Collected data

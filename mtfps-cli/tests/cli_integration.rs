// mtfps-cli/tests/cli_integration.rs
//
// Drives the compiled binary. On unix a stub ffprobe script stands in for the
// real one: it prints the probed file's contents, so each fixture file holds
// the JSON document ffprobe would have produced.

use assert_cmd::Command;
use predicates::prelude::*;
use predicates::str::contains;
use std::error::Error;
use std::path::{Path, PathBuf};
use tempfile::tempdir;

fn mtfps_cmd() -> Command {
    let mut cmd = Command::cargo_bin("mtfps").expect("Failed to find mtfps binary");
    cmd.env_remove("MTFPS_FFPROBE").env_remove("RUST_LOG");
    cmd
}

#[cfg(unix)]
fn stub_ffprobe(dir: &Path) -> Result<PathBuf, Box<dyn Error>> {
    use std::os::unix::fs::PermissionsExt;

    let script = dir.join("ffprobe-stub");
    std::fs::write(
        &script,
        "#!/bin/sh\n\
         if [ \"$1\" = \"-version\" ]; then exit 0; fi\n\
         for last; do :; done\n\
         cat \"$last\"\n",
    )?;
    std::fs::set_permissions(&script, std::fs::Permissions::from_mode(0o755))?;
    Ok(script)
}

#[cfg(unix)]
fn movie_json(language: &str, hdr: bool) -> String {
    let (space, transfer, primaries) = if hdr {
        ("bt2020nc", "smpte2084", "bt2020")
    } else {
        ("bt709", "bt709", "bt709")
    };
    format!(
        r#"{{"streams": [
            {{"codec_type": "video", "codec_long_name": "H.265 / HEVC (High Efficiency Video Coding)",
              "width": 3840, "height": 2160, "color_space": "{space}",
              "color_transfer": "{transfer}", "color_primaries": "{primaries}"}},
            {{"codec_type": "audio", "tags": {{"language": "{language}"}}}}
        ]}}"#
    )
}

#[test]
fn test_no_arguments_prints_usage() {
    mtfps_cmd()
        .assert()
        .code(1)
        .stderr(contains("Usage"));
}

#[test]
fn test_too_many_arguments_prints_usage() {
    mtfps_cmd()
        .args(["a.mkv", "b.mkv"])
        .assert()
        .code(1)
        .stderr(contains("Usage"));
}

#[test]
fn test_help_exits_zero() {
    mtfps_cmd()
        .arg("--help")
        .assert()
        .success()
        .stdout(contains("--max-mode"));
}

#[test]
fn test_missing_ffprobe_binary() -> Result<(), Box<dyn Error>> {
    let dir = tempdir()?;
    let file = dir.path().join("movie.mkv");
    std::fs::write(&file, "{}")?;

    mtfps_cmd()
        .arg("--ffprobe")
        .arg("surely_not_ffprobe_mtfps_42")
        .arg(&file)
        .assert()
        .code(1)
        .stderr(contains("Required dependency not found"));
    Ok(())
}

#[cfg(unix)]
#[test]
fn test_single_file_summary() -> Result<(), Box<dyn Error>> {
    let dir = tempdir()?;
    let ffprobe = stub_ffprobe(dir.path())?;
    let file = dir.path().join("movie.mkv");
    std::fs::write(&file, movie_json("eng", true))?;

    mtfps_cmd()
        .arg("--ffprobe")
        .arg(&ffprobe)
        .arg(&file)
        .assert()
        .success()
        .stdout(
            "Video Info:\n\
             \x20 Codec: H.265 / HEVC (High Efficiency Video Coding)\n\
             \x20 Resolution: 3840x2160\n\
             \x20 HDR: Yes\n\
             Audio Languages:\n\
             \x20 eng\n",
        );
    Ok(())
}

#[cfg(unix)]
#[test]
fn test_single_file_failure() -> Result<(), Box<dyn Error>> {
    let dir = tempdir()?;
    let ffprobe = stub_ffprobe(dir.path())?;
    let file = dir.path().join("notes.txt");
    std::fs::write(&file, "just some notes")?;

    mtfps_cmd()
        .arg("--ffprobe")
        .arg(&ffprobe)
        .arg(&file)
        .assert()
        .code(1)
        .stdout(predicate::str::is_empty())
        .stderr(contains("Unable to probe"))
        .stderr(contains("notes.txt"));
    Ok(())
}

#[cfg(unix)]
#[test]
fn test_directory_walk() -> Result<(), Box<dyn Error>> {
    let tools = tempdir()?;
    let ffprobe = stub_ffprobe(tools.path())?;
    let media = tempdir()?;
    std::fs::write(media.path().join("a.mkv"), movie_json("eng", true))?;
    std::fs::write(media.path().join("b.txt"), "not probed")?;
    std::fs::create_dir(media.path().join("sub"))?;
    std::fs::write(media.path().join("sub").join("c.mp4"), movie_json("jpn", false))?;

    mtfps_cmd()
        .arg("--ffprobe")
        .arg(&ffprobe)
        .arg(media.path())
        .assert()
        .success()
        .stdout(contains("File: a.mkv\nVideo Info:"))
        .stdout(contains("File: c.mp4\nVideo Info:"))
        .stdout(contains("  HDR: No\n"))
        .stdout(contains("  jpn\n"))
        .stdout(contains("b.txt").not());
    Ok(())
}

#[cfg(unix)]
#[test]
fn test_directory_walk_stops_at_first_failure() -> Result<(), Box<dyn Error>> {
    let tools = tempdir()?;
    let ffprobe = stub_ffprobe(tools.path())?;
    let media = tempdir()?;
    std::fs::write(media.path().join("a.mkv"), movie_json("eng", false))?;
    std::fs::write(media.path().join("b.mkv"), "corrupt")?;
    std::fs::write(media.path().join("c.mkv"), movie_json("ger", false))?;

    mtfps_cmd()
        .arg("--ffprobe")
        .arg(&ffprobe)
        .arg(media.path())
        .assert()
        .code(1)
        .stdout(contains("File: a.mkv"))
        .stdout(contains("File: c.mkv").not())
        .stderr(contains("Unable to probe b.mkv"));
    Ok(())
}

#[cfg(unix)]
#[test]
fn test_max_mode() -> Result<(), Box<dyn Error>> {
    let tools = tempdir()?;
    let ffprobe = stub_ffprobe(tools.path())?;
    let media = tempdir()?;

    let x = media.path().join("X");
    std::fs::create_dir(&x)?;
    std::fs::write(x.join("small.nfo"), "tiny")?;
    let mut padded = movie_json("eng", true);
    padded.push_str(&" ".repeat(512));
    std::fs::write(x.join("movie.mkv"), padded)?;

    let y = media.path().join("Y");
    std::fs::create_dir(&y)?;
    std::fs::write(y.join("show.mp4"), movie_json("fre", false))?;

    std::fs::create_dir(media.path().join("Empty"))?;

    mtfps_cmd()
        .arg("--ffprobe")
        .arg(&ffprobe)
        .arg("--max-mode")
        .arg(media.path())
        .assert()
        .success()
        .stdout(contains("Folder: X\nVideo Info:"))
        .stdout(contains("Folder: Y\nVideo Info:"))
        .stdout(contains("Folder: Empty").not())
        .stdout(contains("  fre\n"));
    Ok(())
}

...

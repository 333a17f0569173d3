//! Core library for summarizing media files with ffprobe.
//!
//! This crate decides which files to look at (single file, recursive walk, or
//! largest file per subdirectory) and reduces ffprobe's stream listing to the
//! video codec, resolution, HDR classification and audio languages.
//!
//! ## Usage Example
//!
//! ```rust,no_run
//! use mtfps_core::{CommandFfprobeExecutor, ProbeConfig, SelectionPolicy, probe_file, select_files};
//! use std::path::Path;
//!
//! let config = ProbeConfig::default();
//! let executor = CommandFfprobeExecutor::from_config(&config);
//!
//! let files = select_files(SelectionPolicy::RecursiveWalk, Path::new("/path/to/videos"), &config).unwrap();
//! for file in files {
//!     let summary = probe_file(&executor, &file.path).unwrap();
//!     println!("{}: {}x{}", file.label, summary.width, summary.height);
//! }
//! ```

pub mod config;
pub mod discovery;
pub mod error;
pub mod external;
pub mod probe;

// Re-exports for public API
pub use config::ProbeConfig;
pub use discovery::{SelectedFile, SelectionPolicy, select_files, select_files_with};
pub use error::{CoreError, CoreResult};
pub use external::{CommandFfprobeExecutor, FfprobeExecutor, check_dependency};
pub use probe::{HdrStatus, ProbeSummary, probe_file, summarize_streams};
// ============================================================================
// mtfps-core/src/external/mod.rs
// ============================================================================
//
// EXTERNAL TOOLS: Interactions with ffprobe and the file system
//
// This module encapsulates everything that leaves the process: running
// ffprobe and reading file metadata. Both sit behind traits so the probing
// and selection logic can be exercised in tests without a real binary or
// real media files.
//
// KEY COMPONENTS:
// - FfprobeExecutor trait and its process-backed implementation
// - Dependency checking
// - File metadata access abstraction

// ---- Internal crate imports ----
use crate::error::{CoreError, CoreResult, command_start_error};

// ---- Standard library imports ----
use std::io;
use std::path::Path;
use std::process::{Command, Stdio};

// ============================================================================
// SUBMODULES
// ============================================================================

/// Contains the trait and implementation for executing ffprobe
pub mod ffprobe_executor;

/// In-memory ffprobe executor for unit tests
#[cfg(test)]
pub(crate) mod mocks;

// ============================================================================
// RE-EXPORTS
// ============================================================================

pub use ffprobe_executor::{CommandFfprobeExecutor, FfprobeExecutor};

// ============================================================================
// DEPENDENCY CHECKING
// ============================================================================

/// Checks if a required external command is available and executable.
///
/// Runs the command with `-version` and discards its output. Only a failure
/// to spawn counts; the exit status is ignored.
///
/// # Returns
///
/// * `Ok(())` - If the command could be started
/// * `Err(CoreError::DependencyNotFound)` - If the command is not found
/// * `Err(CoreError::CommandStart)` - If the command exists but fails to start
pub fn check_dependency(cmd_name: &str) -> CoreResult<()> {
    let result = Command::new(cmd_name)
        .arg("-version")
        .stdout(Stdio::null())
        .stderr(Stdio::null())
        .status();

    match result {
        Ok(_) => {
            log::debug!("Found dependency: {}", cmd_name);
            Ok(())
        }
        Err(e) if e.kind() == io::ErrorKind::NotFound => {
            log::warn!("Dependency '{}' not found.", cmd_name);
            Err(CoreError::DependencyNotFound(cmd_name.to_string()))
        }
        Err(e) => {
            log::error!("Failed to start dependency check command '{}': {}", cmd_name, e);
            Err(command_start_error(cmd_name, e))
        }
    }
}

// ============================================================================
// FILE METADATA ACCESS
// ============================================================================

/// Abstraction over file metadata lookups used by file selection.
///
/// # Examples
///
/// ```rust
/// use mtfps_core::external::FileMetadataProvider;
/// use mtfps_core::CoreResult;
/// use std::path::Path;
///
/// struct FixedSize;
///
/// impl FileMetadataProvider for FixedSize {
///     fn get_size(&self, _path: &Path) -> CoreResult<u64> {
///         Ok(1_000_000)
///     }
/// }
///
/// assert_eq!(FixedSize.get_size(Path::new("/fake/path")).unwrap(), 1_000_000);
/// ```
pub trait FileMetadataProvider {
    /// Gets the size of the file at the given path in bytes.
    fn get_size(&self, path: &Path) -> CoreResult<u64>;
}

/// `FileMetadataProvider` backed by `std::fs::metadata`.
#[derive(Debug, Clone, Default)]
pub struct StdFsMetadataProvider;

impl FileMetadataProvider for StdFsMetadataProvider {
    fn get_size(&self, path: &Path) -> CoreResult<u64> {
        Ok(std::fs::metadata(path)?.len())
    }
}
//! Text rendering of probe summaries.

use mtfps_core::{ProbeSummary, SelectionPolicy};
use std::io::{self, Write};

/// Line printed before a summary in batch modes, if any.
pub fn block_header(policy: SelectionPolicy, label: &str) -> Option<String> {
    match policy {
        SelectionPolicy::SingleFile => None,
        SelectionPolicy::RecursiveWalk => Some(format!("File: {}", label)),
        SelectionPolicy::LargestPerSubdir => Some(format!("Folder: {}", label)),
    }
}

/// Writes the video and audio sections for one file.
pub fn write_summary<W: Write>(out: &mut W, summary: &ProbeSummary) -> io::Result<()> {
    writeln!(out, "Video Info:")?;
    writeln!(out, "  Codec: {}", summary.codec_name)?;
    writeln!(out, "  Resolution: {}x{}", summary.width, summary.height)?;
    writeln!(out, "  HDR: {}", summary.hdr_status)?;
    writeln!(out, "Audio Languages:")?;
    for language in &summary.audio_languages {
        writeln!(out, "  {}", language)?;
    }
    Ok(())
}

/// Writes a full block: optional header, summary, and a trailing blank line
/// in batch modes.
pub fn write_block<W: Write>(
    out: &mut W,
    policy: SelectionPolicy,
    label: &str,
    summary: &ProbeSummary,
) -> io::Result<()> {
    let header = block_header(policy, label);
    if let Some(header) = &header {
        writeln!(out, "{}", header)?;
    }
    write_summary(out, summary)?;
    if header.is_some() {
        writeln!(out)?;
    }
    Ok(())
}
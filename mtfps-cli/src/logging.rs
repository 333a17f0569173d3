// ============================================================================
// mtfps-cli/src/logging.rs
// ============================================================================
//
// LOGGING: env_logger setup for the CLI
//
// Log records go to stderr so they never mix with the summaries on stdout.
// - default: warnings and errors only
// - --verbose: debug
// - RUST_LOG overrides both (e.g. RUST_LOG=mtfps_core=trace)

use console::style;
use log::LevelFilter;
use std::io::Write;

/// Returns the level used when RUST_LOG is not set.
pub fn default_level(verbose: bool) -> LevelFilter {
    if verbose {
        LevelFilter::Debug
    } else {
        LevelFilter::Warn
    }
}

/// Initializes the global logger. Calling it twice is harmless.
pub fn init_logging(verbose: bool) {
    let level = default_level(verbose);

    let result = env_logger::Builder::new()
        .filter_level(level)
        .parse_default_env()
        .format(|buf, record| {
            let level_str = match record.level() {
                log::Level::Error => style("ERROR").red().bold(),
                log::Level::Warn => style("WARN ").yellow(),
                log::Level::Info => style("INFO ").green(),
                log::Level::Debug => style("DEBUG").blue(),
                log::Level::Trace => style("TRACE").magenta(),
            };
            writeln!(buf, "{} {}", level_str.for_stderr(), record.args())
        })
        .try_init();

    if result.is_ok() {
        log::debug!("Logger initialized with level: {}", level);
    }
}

--

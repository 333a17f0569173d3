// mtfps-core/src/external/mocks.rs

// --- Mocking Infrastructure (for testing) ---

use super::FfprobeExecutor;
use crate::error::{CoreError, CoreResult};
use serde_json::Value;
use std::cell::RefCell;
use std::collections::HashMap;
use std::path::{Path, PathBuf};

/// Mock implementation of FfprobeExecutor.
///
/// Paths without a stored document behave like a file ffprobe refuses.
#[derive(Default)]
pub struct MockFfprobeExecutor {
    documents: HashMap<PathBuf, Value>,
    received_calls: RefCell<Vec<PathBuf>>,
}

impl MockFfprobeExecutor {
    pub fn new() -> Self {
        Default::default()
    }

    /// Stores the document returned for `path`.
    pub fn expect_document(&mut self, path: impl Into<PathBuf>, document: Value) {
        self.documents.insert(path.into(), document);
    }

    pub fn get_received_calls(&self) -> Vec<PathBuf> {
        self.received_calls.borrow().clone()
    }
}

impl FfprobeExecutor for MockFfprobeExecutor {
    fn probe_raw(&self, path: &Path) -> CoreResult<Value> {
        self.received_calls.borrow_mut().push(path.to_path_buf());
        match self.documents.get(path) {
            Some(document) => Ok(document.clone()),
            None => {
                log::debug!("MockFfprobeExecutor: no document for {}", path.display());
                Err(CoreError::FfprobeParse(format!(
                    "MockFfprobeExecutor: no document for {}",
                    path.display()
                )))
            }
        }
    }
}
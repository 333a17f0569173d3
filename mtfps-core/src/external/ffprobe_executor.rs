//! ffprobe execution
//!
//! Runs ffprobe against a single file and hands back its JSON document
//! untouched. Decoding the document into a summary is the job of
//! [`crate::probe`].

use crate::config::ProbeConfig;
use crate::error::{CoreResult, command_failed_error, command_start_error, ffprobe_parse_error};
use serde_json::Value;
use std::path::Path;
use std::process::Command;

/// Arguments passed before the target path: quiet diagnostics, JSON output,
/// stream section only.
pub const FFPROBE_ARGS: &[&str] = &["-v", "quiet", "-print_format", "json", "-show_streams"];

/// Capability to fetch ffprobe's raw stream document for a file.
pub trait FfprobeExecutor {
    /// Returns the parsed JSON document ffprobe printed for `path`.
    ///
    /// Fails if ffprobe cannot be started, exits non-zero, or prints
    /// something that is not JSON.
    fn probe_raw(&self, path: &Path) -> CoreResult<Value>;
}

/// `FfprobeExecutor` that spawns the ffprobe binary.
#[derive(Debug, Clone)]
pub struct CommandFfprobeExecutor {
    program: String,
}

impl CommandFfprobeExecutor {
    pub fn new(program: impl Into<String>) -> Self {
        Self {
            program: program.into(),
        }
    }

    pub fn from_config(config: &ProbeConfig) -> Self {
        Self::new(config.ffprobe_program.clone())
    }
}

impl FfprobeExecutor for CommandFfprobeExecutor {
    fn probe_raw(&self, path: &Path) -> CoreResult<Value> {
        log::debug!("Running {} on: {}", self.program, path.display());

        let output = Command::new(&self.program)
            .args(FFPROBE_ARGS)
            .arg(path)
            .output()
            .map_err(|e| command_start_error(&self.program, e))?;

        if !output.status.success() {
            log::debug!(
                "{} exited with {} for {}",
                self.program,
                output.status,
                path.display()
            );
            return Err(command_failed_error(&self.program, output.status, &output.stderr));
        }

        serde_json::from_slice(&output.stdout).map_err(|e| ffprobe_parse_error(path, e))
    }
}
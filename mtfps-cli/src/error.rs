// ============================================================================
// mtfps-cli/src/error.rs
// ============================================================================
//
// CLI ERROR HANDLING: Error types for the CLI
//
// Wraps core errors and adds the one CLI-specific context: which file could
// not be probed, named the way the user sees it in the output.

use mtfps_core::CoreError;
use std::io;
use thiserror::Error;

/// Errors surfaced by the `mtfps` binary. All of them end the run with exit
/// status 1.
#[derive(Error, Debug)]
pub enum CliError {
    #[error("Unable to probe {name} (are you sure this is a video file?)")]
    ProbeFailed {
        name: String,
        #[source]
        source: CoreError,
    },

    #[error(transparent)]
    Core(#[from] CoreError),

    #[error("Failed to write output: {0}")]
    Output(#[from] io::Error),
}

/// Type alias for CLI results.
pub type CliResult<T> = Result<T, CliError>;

→ What you are asked to do:
The count, and nothing else: how many lines of the entries contain the word "true"?

→ Answer to the exercise:
3